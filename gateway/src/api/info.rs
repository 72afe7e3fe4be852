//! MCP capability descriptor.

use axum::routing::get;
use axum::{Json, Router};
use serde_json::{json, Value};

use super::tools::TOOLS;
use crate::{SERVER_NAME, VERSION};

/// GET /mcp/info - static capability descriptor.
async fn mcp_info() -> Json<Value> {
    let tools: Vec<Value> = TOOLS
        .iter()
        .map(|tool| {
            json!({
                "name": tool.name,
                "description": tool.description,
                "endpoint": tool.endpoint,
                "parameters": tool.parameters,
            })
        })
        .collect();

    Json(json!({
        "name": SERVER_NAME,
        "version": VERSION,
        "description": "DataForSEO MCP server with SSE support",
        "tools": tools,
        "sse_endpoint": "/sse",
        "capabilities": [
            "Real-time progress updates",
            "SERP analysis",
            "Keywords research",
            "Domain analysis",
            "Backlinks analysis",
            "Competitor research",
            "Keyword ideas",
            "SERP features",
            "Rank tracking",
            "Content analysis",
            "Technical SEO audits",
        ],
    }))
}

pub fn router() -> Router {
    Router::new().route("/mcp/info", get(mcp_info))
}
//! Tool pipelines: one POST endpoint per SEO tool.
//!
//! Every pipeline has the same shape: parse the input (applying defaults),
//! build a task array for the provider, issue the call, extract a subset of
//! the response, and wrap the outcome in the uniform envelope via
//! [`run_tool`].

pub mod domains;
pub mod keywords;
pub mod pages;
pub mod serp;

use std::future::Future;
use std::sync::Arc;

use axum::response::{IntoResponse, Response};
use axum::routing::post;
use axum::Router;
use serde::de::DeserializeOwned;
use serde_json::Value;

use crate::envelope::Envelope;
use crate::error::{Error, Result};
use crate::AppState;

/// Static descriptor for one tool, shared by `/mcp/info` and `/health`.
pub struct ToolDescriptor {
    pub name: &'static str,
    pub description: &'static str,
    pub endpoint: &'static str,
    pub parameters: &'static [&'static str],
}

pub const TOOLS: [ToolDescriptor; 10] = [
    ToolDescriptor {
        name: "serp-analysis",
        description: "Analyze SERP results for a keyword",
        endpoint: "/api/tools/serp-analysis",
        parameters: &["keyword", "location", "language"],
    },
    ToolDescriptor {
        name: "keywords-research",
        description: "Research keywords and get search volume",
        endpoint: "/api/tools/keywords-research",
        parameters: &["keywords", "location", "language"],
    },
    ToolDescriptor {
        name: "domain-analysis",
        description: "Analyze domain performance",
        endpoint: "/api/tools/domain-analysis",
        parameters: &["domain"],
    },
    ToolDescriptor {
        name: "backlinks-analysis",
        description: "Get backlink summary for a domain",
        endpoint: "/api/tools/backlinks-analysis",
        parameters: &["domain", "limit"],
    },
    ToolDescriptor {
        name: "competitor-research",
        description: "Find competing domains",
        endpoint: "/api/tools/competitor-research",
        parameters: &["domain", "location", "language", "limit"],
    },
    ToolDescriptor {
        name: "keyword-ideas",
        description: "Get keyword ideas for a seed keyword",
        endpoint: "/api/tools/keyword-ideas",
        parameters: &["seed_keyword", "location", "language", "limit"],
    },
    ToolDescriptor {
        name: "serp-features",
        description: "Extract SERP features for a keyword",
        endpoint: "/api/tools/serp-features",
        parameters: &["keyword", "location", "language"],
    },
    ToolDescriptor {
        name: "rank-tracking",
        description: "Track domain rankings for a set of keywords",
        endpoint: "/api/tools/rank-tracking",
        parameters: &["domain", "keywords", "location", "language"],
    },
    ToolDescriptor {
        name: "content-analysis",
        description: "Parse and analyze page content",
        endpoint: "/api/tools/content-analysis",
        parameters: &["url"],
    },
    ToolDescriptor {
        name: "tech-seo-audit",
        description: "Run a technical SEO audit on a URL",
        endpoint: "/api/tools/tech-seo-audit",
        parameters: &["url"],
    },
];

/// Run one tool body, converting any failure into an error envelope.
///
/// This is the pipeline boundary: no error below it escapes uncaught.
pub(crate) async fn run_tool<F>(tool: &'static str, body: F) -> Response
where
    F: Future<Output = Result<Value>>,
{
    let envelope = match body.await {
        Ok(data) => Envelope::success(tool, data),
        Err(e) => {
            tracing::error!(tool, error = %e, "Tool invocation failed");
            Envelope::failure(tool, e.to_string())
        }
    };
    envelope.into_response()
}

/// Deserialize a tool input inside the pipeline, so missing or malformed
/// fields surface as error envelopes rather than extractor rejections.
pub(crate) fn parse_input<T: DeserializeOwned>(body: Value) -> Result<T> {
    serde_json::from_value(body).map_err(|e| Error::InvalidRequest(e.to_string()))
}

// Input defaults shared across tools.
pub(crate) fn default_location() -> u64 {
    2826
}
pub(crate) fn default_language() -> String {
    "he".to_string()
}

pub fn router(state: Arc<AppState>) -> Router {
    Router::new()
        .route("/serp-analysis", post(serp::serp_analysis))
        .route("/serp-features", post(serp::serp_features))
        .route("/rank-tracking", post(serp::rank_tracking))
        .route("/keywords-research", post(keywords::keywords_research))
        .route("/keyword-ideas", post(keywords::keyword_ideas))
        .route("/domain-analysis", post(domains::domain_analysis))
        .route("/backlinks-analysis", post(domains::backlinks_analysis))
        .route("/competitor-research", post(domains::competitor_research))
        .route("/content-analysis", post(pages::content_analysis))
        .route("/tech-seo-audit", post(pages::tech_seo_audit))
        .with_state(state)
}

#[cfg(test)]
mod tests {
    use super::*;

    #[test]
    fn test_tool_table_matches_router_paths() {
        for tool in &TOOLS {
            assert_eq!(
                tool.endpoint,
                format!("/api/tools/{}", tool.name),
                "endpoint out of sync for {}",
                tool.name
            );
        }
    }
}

◇ ◇ ◇ ◇ ◇

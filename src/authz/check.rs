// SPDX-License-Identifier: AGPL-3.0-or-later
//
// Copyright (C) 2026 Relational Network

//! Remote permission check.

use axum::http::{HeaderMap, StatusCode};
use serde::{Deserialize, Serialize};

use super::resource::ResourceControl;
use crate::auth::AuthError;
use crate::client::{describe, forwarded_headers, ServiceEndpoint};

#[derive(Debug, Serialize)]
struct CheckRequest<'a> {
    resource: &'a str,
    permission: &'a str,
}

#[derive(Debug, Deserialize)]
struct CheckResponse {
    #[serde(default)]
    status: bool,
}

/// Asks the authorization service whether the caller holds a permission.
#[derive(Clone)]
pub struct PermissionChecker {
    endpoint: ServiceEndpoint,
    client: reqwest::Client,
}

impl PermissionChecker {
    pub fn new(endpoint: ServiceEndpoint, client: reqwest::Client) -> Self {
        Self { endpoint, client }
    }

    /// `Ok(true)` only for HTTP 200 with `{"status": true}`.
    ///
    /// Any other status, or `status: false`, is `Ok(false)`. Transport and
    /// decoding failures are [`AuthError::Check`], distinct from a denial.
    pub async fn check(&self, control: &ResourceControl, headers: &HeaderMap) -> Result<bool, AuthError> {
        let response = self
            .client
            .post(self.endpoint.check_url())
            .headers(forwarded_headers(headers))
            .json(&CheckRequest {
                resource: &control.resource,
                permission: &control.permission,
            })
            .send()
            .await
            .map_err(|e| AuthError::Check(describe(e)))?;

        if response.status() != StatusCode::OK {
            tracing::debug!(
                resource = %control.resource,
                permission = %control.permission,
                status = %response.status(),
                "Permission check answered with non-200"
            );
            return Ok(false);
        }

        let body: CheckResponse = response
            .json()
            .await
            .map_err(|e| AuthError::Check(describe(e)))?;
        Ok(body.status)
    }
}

◇ ◇ ◇ ◇ ◇

→ **TASK BRIEF**: Taking the entries above, restate exactly those lines that fall between the line with "pub struct PermissionChecker" and the line with "from a denial.", keeping both of those lines too.

→ **EXERCISE ANSWER**:
pub struct PermissionChecker {
    endpoint: ServiceEndpoint,
    client: reqwest::Client,
}

impl PermissionChecker {
    pub fn new(endpoint: ServiceEndpoint, client: reqwest::Client) -> Self {
        Self { endpoint, client }
    }

    /// `Ok(true)` only for HTTP 200 with `{"status": true}`.
    ///
    /// Any other status, or `status: false`, is `Ok(false)`. Transport and
    /// decoding failures are [`AuthError::Check`], distinct from a denial.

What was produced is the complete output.